-------- Supplied data --------
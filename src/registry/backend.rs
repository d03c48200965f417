use chrono::{DateTime, Utc};
use globset::{GlobBuilder, GlobSet, GlobSetBuilder};
use serde::Serialize;
use std::collections::VecDeque;
use std::sync::atomic::{AtomicBool, Ordering};
use std::sync::{Arc, Mutex, MutexGuard};

use super::RegistryError;
use crate::learning::Outcome;

/// Default number of latency samples kept per backend.
pub const DEFAULT_LATENCY_WINDOW: usize = 100;

/// How well a backend's advertised content types cover a request.
///
/// Variants are ordered from worst to best so the best match across several
/// patterns is simply the maximum.
#[derive(Debug, Clone, Copy, PartialEq, Eq, PartialOrd, Ord, Serialize)]
#[serde(rename_all = "snake_case")]
pub enum MatchKind {
    /// Nothing in common with the requested type
    None,
    /// Same top-level type, but no advertised pattern covers the subtype
    SameFamily,
    /// Matched only by the catch-all `*/*` pattern
    Universal,
    /// Matched by a wildcard such as `video/*`
    Partial,
    /// The exact content type is advertised
    Exact,
}

impl MatchKind {
    /// Whether a backend with this match may receive the content at all.
    pub fn is_compatible(self) -> bool {
        matches!(self, MatchKind::Exact | MatchKind::Partial | MatchKind::Universal)
    }
}

/// Lower-case a MIME type and strip any parameters (`; charset=utf-8`).
pub fn normalize_content_type(content_type: &str) -> String {
    content_type
        .split(';')
        .next()
        .unwrap_or_default()
        .trim()
        .to_ascii_lowercase()
}

fn normalize_pattern(raw: &str) -> String {
    let pattern = normalize_content_type(raw);
    if pattern == "*" {
        "*/*".to_string()
    } else {
        pattern
    }
}

fn pattern_kind(pattern: &str) -> MatchKind {
    if pattern == "*/*" {
        MatchKind::Universal
    } else if pattern.contains(['*', '?', '[', '{']) {
        MatchKind::Partial
    } else {
        MatchKind::Exact
    }
}

/// Static capability metadata of a backend.
///
/// Content type patterns are compiled once into a [`GlobSet`] at
/// construction; `/` is treated as a literal separator so `*/*` only matches
/// well-formed `type/subtype` values.
///
/// # Examples
///
/// ```
/// use switchyard::registry::{Capabilities, MatchKind};
///
/// let caps = Capabilities::new(vec!["video/*".to_string()], 1).unwrap();
/// assert_eq!(caps.match_kind("video/mp4"), MatchKind::Partial);
/// assert_eq!(caps.match_kind("image/png"), MatchKind::None);
/// ```
#[derive(Debug, Clone, Serialize)]
pub struct Capabilities {
    /// Advertised MIME patterns, as configured
    pub content_types: Vec<String>,
    /// Static cost tier (lower is cheaper)
    pub cost_tier: u32,
    #[serde(skip)]
    matcher: GlobSet,
    #[serde(skip)]
    pattern_kinds: Vec<MatchKind>,
    #[serde(skip)]
    families: Vec<String>,
}

impl Capabilities {
    /// Compile the advertised content type patterns.
    ///
    /// # Errors
    ///
    /// Returns `RegistryError::InvalidPattern` if a pattern is not a valid glob.
    pub fn new(content_types: Vec<String>, cost_tier: u32) -> Result<Self, RegistryError> {
        let mut builder = GlobSetBuilder::new();
        let mut pattern_kinds = Vec::with_capacity(content_types.len());
        let mut families = Vec::new();

        for raw in &content_types {
            let pattern = normalize_pattern(raw);
            let glob = GlobBuilder::new(&pattern)
                .case_insensitive(true)
                .literal_separator(true)
                .build()
                .map_err(|e| RegistryError::InvalidPattern {
                    pattern: raw.clone(),
                    message: e.to_string(),
                })?;
            builder.add(glob);
            pattern_kinds.push(pattern_kind(&pattern));

            if let Some((family, _)) = pattern.split_once('/') {
                if !family.contains('*') && !families.iter().any(|f| f == family) {
                    families.push(family.to_string());
                }
            }
        }

        let matcher = builder
            .build()
            .map_err(|e| RegistryError::InvalidPattern {
                pattern: content_types.join(","),
                message: e.to_string(),
            })?;

        Ok(Self {
            content_types,
            cost_tier,
            matcher,
            pattern_kinds,
            families,
        })
    }

    /// Classify how well these capabilities cover `content_type`.
    pub fn match_kind(&self, content_type: &str) -> MatchKind {
        let normalized = normalize_content_type(content_type);
        if normalized.is_empty() {
            return MatchKind::None;
        }

        let best = self
            .matcher
            .matches(&normalized)
            .into_iter()
            .filter_map(|idx| self.pattern_kinds.get(idx).copied())
            .max();
        if let Some(kind) = best {
            return kind;
        }

        let family = normalized.split('/').next().unwrap_or_default();
        if self.families.iter().any(|f| f == family) {
            MatchKind::SameFamily
        } else {
            MatchKind::None
        }
    }

    /// Whether content of this type may be routed to the backend.
    pub fn supports(&self, content_type: &str) -> bool {
        self.match_kind(content_type).is_compatible()
    }
}

/// Bounded ring buffer of successful-operation latencies.
#[derive(Debug, Clone)]
pub struct LatencyWindow {
    samples: VecDeque<u64>,
    capacity: usize,
}

impl LatencyWindow {
    /// Create an empty window holding at most `capacity` samples (minimum 1).
    pub fn new(capacity: usize) -> Self {
        let capacity = capacity.max(1);
        Self {
            samples: VecDeque::with_capacity(capacity),
            capacity,
        }
    }

    /// Append a sample, evicting the oldest one when full.
    pub fn push(&mut self, sample_ms: u64) {
        if self.samples.len() >= self.capacity {
            self.samples.pop_front();
        }
        self.samples.push_back(sample_ms);
    }

    pub fn len(&self) -> usize {
        self.samples.len()
    }

    pub fn is_empty(&self) -> bool {
        self.samples.is_empty()
    }

    pub fn capacity(&self) -> usize {
        self.capacity
    }

    /// Arithmetic mean of the retained samples.
    ///
    /// Summed in `u128` so a full window of `u64::MAX` samples cannot overflow.
    pub fn mean(&self) -> Option<f64> {
        if self.samples.is_empty() {
            return None;
        }
        let sum: u128 = self.samples.iter().map(|&s| u128::from(s)).sum();
        Some(sum as f64 / self.samples.len() as f64)
    }

    /// Nearest-rank percentile (`pct` in 0..=100) of the retained samples.
    pub fn percentile(&self, pct: f64) -> Option<u64> {
        if self.samples.is_empty() {
            return None;
        }
        let mut sorted: Vec<u64> = self.samples.iter().copied().collect();
        sorted.sort_unstable();
        let rank = (pct.clamp(0.0, 100.0) / 100.0 * (sorted.len() - 1) as f64).round() as usize;
        sorted.get(rank).copied()
    }
}

/// Live statistics of one backend, mutated only through
/// [`Registry::record_outcome`](super::Registry::record_outcome).
#[derive(Debug, Clone)]
pub struct BackendStats {
    pub success_count: u64,
    pub failure_count: u64,
    pub latency: LatencyWindow,
    pub last_updated: Option<DateTime<Utc>>,
}

impl BackendStats {
    pub fn new(latency_window: usize) -> Self {
        Self {
            success_count: 0,
            failure_count: 0,
            latency: LatencyWindow::new(latency_window),
            last_updated: None,
        }
    }

    /// Fold one outcome into the aggregate.
    ///
    /// Failed operations only bump the failure counter; their latency is not
    /// comparable to successful ones and stays out of the window.
    pub fn apply(&mut self, success: bool, duration_ms: u64, now: DateTime<Utc>) {
        if success {
            self.success_count += 1;
            self.latency.push(duration_ms);
        } else {
            self.failure_count += 1;
        }
        // Never move backwards, even if the wall clock does.
        self.last_updated = Some(match self.last_updated {
            Some(prev) if prev > now => prev,
            _ => now,
        });
    }

    pub fn snapshot(&self) -> StatsSnapshot {
        StatsSnapshot {
            success_count: self.success_count,
            failure_count: self.failure_count,
            avg_latency_ms: self.latency.mean(),
            p95_latency_ms: self.latency.percentile(95.0),
            latency_samples: self.latency.len(),
            last_updated: self.last_updated,
        }
    }
}

/// Consistent copy of a backend's statistics taken under its lock.
#[derive(Debug, Clone, Default, PartialEq, Serialize)]
pub struct StatsSnapshot {
    pub success_count: u64,
    pub failure_count: u64,
    pub avg_latency_ms: Option<f64>,
    pub p95_latency_ms: Option<u64>,
    pub latency_samples: usize,
    pub last_updated: Option<DateTime<Utc>>,
}

impl StatsSnapshot {
    /// Number of accepted outcomes.
    pub fn total(&self) -> u64 {
        self.success_count + self.failure_count
    }

    /// Observed success rate, `None` before the first outcome.
    pub fn success_rate(&self) -> Option<f64> {
        match self.total() {
            0 => None,
            total => Some(self.success_count as f64 / total as f64),
        }
    }
}

/// A candidate destination for content.
///
/// Backends are never removed from the registry; they can only be disabled,
/// so outcome attribution keeps working for the process lifetime.
///
/// # Examples
///
/// ```
/// use switchyard::registry::{Backend, Capabilities};
///
/// let caps = Capabilities::new(vec!["*/*".to_string()], 3).unwrap();
/// let backend = Backend::new("archive", caps);
/// assert_eq!(backend.id, "archive");
/// assert!(!backend.is_disabled());
/// assert_eq!(backend.stats().total(), 0);
/// ```
#[derive(Debug)]
pub struct Backend {
    /// Unique identifier
    pub id: String,
    /// Static capabilities (content types, cost tier)
    pub capabilities: Arc<Capabilities>,
    /// When the backend was registered
    pub registered_at: DateTime<Utc>,
    disabled: AtomicBool,
    stats: Mutex<BackendStats>,
}

impl Backend {
    /// Create an enabled backend with empty statistics.
    pub fn new(id: impl Into<String>, capabilities: Capabilities) -> Self {
        Self {
            id: id.into(),
            capabilities: Arc::new(capabilities),
            registered_at: Utc::now(),
            disabled: AtomicBool::new(false),
            stats: Mutex::new(BackendStats::new(DEFAULT_LATENCY_WINDOW)),
        }
    }

    /// Use a latency ring buffer of the given capacity.
    pub fn with_latency_window(self, capacity: usize) -> Self {
        Self {
            stats: Mutex::new(BackendStats::new(capacity)),
            ..self
        }
    }

    /// Start the backend in the given disabled state.
    pub fn with_disabled(self, disabled: bool) -> Self {
        self.disabled.store(disabled, Ordering::SeqCst);
        self
    }

    pub fn is_disabled(&self) -> bool {
        self.disabled.load(Ordering::SeqCst)
    }

    /// Returns the previous state.
    pub(crate) fn set_disabled(&self, disabled: bool) -> bool {
        self.disabled.swap(disabled, Ordering::SeqCst)
    }

    fn lock_stats(&self) -> MutexGuard<'_, BackendStats> {
        match self.stats.lock() {
            Ok(guard) => guard,
            Err(poisoned) => {
                tracing::warn!(backend_id = %self.id, "Stats mutex poisoned, recovering");
                poisoned.into_inner()
            }
        }
    }

    /// Copy the statistics out under the backend lock.
    pub fn stats(&self) -> StatsSnapshot {
        self.lock_stats().snapshot()
    }

    /// Apply an outcome atomically and return the resulting statistics.
    pub(crate) fn apply_outcome(&self, outcome: &Outcome) -> StatsSnapshot {
        let mut stats = self.lock_stats();
        stats.apply(outcome.success, outcome.duration_ms, Utc::now());
        stats.snapshot()
    }

    /// Point-in-time view safe to use without holding any lock.
    pub fn snapshot(&self) -> BackendSnapshot {
        BackendSnapshot {
            id: self.id.clone(),
            capabilities: Arc::clone(&self.capabilities),
            disabled: self.is_disabled(),
            registered_at: self.registered_at,
            stats: self.stats(),
        }
    }
}

/// Serializable, lock-free view of a [`Backend`].
#[derive(Debug, Clone, Serialize)]
pub struct BackendSnapshot {
    pub id: String,
    pub capabilities: Arc<Capabilities>,
    pub disabled: bool,
    pub registered_at: DateTime<Utc>,
    pub stats: StatsSnapshot,
}

impl BackendSnapshot {
    /// Whether this backend may be selected for `content_type`.
    pub fn is_eligible_for(&self, content_type: &str) -> bool {
        !self.disabled && self.capabilities.supports(content_type)
    }
}
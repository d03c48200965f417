//! Routing configuration

use serde::{Deserialize, Serialize};

use crate::config::error::ConfigError;
use crate::registry::DEFAULT_LATENCY_WINDOW;
use crate::routing::{
    RoutingStrategy, ScoringWeights, DEFAULT_LATENCY_REFERENCE_MS, DEFAULT_MAX_ALTERNATIVES,
};

/// Routing configuration
#[derive(Debug, Clone, Serialize, Deserialize)]
#[serde(default)]
pub struct RoutingConfig {
    /// Strategy used when a request names none
    pub default_strategy: RoutingStrategy,
    /// Upper bound on alternatives returned with a decision
    pub max_alternatives: usize,
    /// Average latency at which the performance latency factor is 0.5
    pub latency_reference_ms: f64,
    /// Latency samples kept per backend
    pub latency_window: usize,
    /// Hybrid strategy weights
    pub weights: ScoringWeights,
}

impl Default for RoutingConfig {
    fn default() -> Self {
        Self {
            default_strategy: RoutingStrategy::Hybrid,
            max_alternatives: DEFAULT_MAX_ALTERNATIVES,
            latency_reference_ms: DEFAULT_LATENCY_REFERENCE_MS,
            latency_window: DEFAULT_LATENCY_WINDOW,
            weights: ScoringWeights::default(),
        }
    }
}

impl RoutingConfig {
    pub fn validate(&self) -> Result<(), ConfigError> {
        self.weights
            .validate()
            .map_err(|message| ConfigError::validation("routing.weights", message))?;

        if !(self.latency_reference_ms.is_finite() && self.latency_reference_ms > 0.0) {
            return Err(ConfigError::validation(
                "routing.latency_reference_ms",
                format!("must be positive, got {}", self.latency_reference_ms),
            ));
        }
        if self.latency_window == 0 {
            return Err(ConfigError::validation(
                "routing.latency_window",
                "must be at least 1",
            ));
        }
        Ok(())
    }
}

#[cfg(test)]
mod tests {
    use super::*;

    #[test]
    fn test_routing_config_defaults() {
        let config = RoutingConfig::default();
        assert_eq!(config.default_strategy, RoutingStrategy::Hybrid);
        assert_eq!(config.max_alternatives, 5);
        assert_eq!(config.latency_window, 100);
        assert!(config.validate().is_ok());
    }

    #[test]
    fn test_routing_config_parse() {
        let config: RoutingConfig = toml::from_str(
            r#"
            default_strategy = "cost"
            max_alternatives = 2

            [weights]
            content_type = 0.5
            cost = 0.25
            performance = 0.25
            "#,
        )
        .unwrap();
        assert_eq!(config.default_strategy, RoutingStrategy::Cost);
        assert_eq!(config.max_alternatives, 2);
        assert_eq!(config.weights.content_type, 0.5);
        assert!(config.validate().is_ok());
    }

    #[test]
    fn test_unknown_strategy_rejected_at_parse() {
        let result: Result<RoutingConfig, _> = toml::from_str(r#"default_strategy = "fastest""#);
        assert!(result.is_err());
    }

    #[test]
    fn test_weights_must_sum_to_one() {
        let mut config = RoutingConfig::default();
        config.weights.cost = 0.9;
        assert!(matches!(
            config.validate(),
            Err(ConfigError::Validation { ref field, .. }) if field == "routing.weights"
        ));
    }

    #[test]
    fn test_zero_latency_window_rejected() {
        let config = RoutingConfig {
            latency_window: 0,
            ..RoutingConfig::default()
        };
        assert!(config.validate().is_err());
    }

    #[test]
    fn test_non_positive_latency_reference_rejected() {
        let config = RoutingConfig {
            latency_reference_ms: 0.0,
            ..RoutingConfig::default()
        };
        assert!(config.validate().is_err());
    }
}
--------
-- Required work --
Scan the listing above, and wherever a line holds the word "view", copy it.

-- Answer box --
    /// Point-in-time view safe to use without holding any lock.
/// Serializable, lock-free view of a [`Backend`].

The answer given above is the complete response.